The Metaphors We Live By
Moderator: Hugh Gusterson

Global Brain, Global Metropolis, and Role of Communications Technologies in the Evolution of Social Networks
Alexander Campbell Halavais, University of Washington

While the dominant metaphors for computer networking seem to be dying out, both physiological and urban metaphors retain a small but growing following. These metaphors are in no way unique to the most recent "new media." They are appealing because of their capacity to describe and perhaps model the increasingly complex patterns associated with communications networks in a parsimonious way.

 
 
The Mythography of the "New Frontier"
Virginia Eubanks, Rensselaer Polytechnic Institute

The Mythography of the 'New Frontier' explores the political and social consequences of conceptualizing cyberspace as a frontier--a metaphorization than implies a very particular set of symbols and icons centering on notions of conquest, flexibility, individualism, democracy, and profit.
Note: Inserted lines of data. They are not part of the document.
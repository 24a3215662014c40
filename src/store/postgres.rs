use async_trait::async_trait;
use sqlx::PgPool;
use tracing::{debug, warn};

use crate::database::Database;
use crate::error::ReservationError;
use crate::models::{
    Member, NewReservation, Page, PageRequest, Reservation, Schedule, SeatStatus,
    ShowtimeSeatStatus,
};
use crate::store::{seat_claim_error, MemberDirectory, ReservationStore, ScheduleDirectory};

/// Partial unique index over active reservation numbers.
const NUMBER_UNIQUE_INDEX: &str = "uq_reservations_number_active";
/// Partial unique index over active (schedule_id, seat_no) pairs.
const SEAT_UNIQUE_INDEX: &str = "uq_reservations_seat_active";

#[derive(Clone)]
pub struct PgStore {
    pool: PgPool,
}

impl PgStore {
    pub fn new(db: &Database) -> Self {
        Self {
            pool: db.pool.clone(),
        }
    }
}

#[async_trait]
impl MemberDirectory for PgStore {
    async fn find_active_member_by_id(&self, id: i64) -> Result<Option<Member>, ReservationError> {
        let member = sqlx::query_as::<_, Member>(
            "SELECT id, name, email, deleted_at
             FROM members
             WHERE id = $1 AND deleted_at IS NULL",
        )
        .bind(id)
        .fetch_optional(&self.pool)
        .await?;
        Ok(member)
    }
}

#[async_trait]
impl ScheduleDirectory for PgStore {
    async fn find_schedule_by_id(&self, id: i64) -> Result<Option<Schedule>, ReservationError> {
        let schedule = sqlx::query_as::<_, Schedule>(
            r#"
            SELECT s.id, m.title AS movie_title, t.name AS theater_name, t.seat_count,
                   s.starts_at, s.ends_at, s.deleted_at
            FROM schedules s
            JOIN movies m ON m.id = s.movie_id
            JOIN theaters t ON t.id = s.theater_id
            WHERE s.id = $1 AND s.deleted_at IS NULL
            "#,
        )
        .bind(id)
        .fetch_optional(&self.pool)
        .await?;
        Ok(schedule)
    }

    async fn find_schedule_with_deleted(
        &self,
        id: i64,
    ) -> Result<Option<Schedule>, ReservationError> {
        let schedule = sqlx::query_as::<_, Schedule>(
            r#"
            SELECT s.id, m.title AS movie_title, t.name AS theater_name, t.seat_count,
                   s.starts_at, s.ends_at, s.deleted_at
            FROM schedules s
            JOIN movies m ON m.id = s.movie_id
            JOIN theaters t ON t.id = s.theater_id
            WHERE s.id = $1
            "#,
        )
        .bind(id)
        .fetch_optional(&self.pool)
        .await?;
        Ok(schedule)
    }

    async fn find_seat_statuses(
        &self,
        schedule_id: i64,
    ) -> Result<Vec<ShowtimeSeatStatus>, ReservationError> {
        let seats = sqlx::query_as::<_, ShowtimeSeatStatus>(
            "SELECT id, schedule_id, seat_no, status, deleted_at
             FROM showtime_seat_status
             WHERE schedule_id = $1 AND deleted_at IS NULL
             ORDER BY seat_no",
        )
        .bind(schedule_id)
        .fetch_all(&self.pool)
        .await?;
        Ok(seats)
    }

    async fn create_seat_statuses(
        &self,
        schedule_id: i64,
        seat_count: i32,
    ) -> Result<u64, ReservationError> {
        let inserted = sqlx::query(
            r#"
            INSERT INTO showtime_seat_status (schedule_id, seat_no, status)
            SELECT $1, seat_no, 'AVAILABLE'
            FROM generate_series(1, $2) AS seat_no
            ON CONFLICT (schedule_id, seat_no) DO NOTHING
            "#,
        )
        .bind(schedule_id)
        .bind(seat_count)
        .execute(&self.pool)
        .await?
        .rows_affected();
        Ok(inserted)
    }
}

#[async_trait]
impl ReservationStore for PgStore {
    async fn create(&self, new: NewReservation) -> Result<Reservation, ReservationError> {
        let mut tx = self.pool.begin().await?;

        // Условный UPDATE берёт блокировку строки: второй покупатель ждёт
        // коммита первого и затем не проходит по status = 'AVAILABLE'.
        let claimed: Option<i64> = sqlx::query_scalar(
            r#"
            UPDATE showtime_seat_status
            SET status = 'BOOKED', updated_at = NOW()
            WHERE schedule_id = $1 AND seat_no = $2
              AND status = 'AVAILABLE' AND deleted_at IS NULL
            RETURNING id
            "#,
        )
        .bind(new.schedule_id)
        .bind(new.seat_no)
        .fetch_optional(&mut *tx)
        .await?;

        if claimed.is_none() {
            let current: Option<SeatStatus> = sqlx::query_scalar(
                "SELECT status FROM showtime_seat_status
                 WHERE schedule_id = $1 AND seat_no = $2 AND deleted_at IS NULL",
            )
            .bind(new.schedule_id)
            .bind(new.seat_no)
            .fetch_optional(&mut *tx)
            .await?;
            tx.rollback().await?;

            return Err(seat_claim_error(current, new.schedule_id, new.seat_no));
        }

        let inserted = sqlx::query_as::<_, Reservation>(
            r#"
            INSERT INTO reservations (reservation_number, member_id, schedule_id, seat_no)
            VALUES ($1, $2, $3, $4)
            RETURNING id, reservation_number, member_id, schedule_id, seat_no,
                      created_at, updated_at, deleted_at
            "#,
        )
        .bind(&new.reservation_number)
        .bind(new.member_id)
        .bind(new.schedule_id)
        .bind(new.seat_no)
        .fetch_one(&mut *tx)
        .await;

        let reservation = match inserted {
            Ok(reservation) => reservation,
            Err(sqlx::Error::Database(db)) if db.constraint() == Some(NUMBER_UNIQUE_INDEX) => {
                tx.rollback().await?;
                debug!(number = %new.reservation_number, "reservation number lost a race");
                return Err(ReservationError::DuplicateReservationNumber(
                    new.reservation_number,
                ));
            }
            Err(sqlx::Error::Database(db)) if db.constraint() == Some(SEAT_UNIQUE_INDEX) => {
                tx.rollback().await?;
                warn!(
                    schedule_id = new.schedule_id,
                    seat_no = new.seat_no,
                    "active reservation already exists for an AVAILABLE seat row"
                );
                return Err(ReservationError::SeatAlreadyBooked {
                    schedule_id: new.schedule_id,
                    seat_no: new.seat_no,
                });
            }
            Err(e) => return Err(e.into()),
        };

        tx.commit().await?;
        Ok(reservation)
    }

    async fn cancel(&self, id: i64) -> Result<Reservation, ReservationError> {
        let mut tx = self.pool.begin().await?;

        let reservation = sqlx::query_as::<_, Reservation>(
            "SELECT id, reservation_number, member_id, schedule_id, seat_no,
                    created_at, updated_at, deleted_at
             FROM reservations
             WHERE id = $1 AND deleted_at IS NULL
             FOR UPDATE",
        )
        .bind(id)
        .fetch_optional(&mut *tx)
        .await?
        .ok_or(ReservationError::ReservationNotFound(id))?;

        let released = sqlx::query(
            "UPDATE showtime_seat_status
             SET status = 'AVAILABLE', updated_at = NOW()
             WHERE schedule_id = $1 AND seat_no = $2 AND deleted_at IS NULL",
        )
        .bind(reservation.schedule_id)
        .bind(reservation.seat_no)
        .execute(&mut *tx)
        .await?
        .rows_affected();

        if released == 0 {
            tx.rollback().await?;
            return Err(ReservationError::SeatNotFound {
                schedule_id: reservation.schedule_id,
                seat_no: reservation.seat_no,
            });
        }

        let cancelled = sqlx::query_as::<_, Reservation>(
            r#"
            UPDATE reservations
            SET deleted_at = NOW(), updated_at = NOW()
            WHERE id = $1
            RETURNING id, reservation_number, member_id, schedule_id, seat_no,
                      created_at, updated_at, deleted_at
            "#,
        )
        .bind(id)
        .fetch_one(&mut *tx)
        .await?;

        tx.commit().await?;
        Ok(cancelled)
    }

    async fn find_by_id(&self, id: i64) -> Result<Option<Reservation>, ReservationError> {
        let reservation = sqlx::query_as::<_, Reservation>(
            "SELECT id, reservation_number, member_id, schedule_id, seat_no,
                    created_at, updated_at, deleted_at
             FROM reservations
             WHERE id = $1 AND deleted_at IS NULL",
        )
        .bind(id)
        .fetch_optional(&self.pool)
        .await?;
        Ok(reservation)
    }

    async fn exists_by_number(&self, number: &str) -> Result<bool, ReservationError> {
        let exists = sqlx::query_scalar::<_, bool>(
            "SELECT EXISTS(
               SELECT 1 FROM reservations
               WHERE reservation_number = $1 AND deleted_at IS NULL
             )",
        )
        .bind(number)
        .fetch_one(&self.pool)
        .await?;
        Ok(exists)
    }

    async fn find_all(&self, page: &PageRequest) -> Result<Page<Reservation>, ReservationError> {
        let total: i64 =
            sqlx::query_scalar("SELECT COUNT(*) FROM reservations WHERE deleted_at IS NULL")
                .fetch_one(&self.pool)
                .await?;

        let items = sqlx::query_as::<_, Reservation>(
            "SELECT id, reservation_number, member_id, schedule_id, seat_no,
                    created_at, updated_at, deleted_at
             FROM reservations
             WHERE deleted_at IS NULL
             ORDER BY created_at DESC, id DESC
             LIMIT $1 OFFSET $2",
        )
        .bind(page.limit())
        .bind(page.offset())
        .fetch_all(&self.pool)
        .await?;

        Ok(Page::new(items, page, total.max(0) as u64))
    }

    async fn find_all_by_member(
        &self,
        member_id: i64,
        page: &PageRequest,
    ) -> Result<Page<Reservation>, ReservationError> {
        let total: i64 = sqlx::query_scalar(
            "SELECT COUNT(*) FROM reservations WHERE member_id = $1 AND deleted_at IS NULL",
        )
        .bind(member_id)
        .fetch_one(&self.pool)
        .await?;

        let items = sqlx::query_as::<_, Reservation>(
            "SELECT id, reservation_number, member_id, schedule_id, seat_no,
                    created_at, updated_at, deleted_at
             FROM reservations
             WHERE member_id = $1 AND deleted_at IS NULL
             ORDER BY created_at DESC, id DESC
             LIMIT $2 OFFSET $3",
        )
        .bind(member_id)
        .bind(page.limit())
        .bind(page.offset())
        .fetch_all(&self.pool)
        .await?;

        Ok(Page::new(items, page, total.max(0) as u64))
    }
}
My goal in this paper is to make the hidden assumptions of this metaphor apparent by unearthing both historical and present-day conditions of our mythic and geographic frontiers.

 
 
What is Information?
The Flow of Bits and the Control of Chaos
David Sholle, Miami University

[The complete text of David Sholle's paper is available.]

The argument of this paper is that both academic and political/economic discourses on the information society are tied to the instrumental projects of developing a technological infrastructure and instituting economic practices for controlling the exchange of informational products. As such, they operate with a conception of information that brackets its meaning, while allowing "information as meaning" to remain as an unspoken background that seeps into its discourse. An analysis of information science and economics will show that "information" is defined as nonsemantic discrete bits flowing across space and then directed and stored. This substantiates information as the object of control.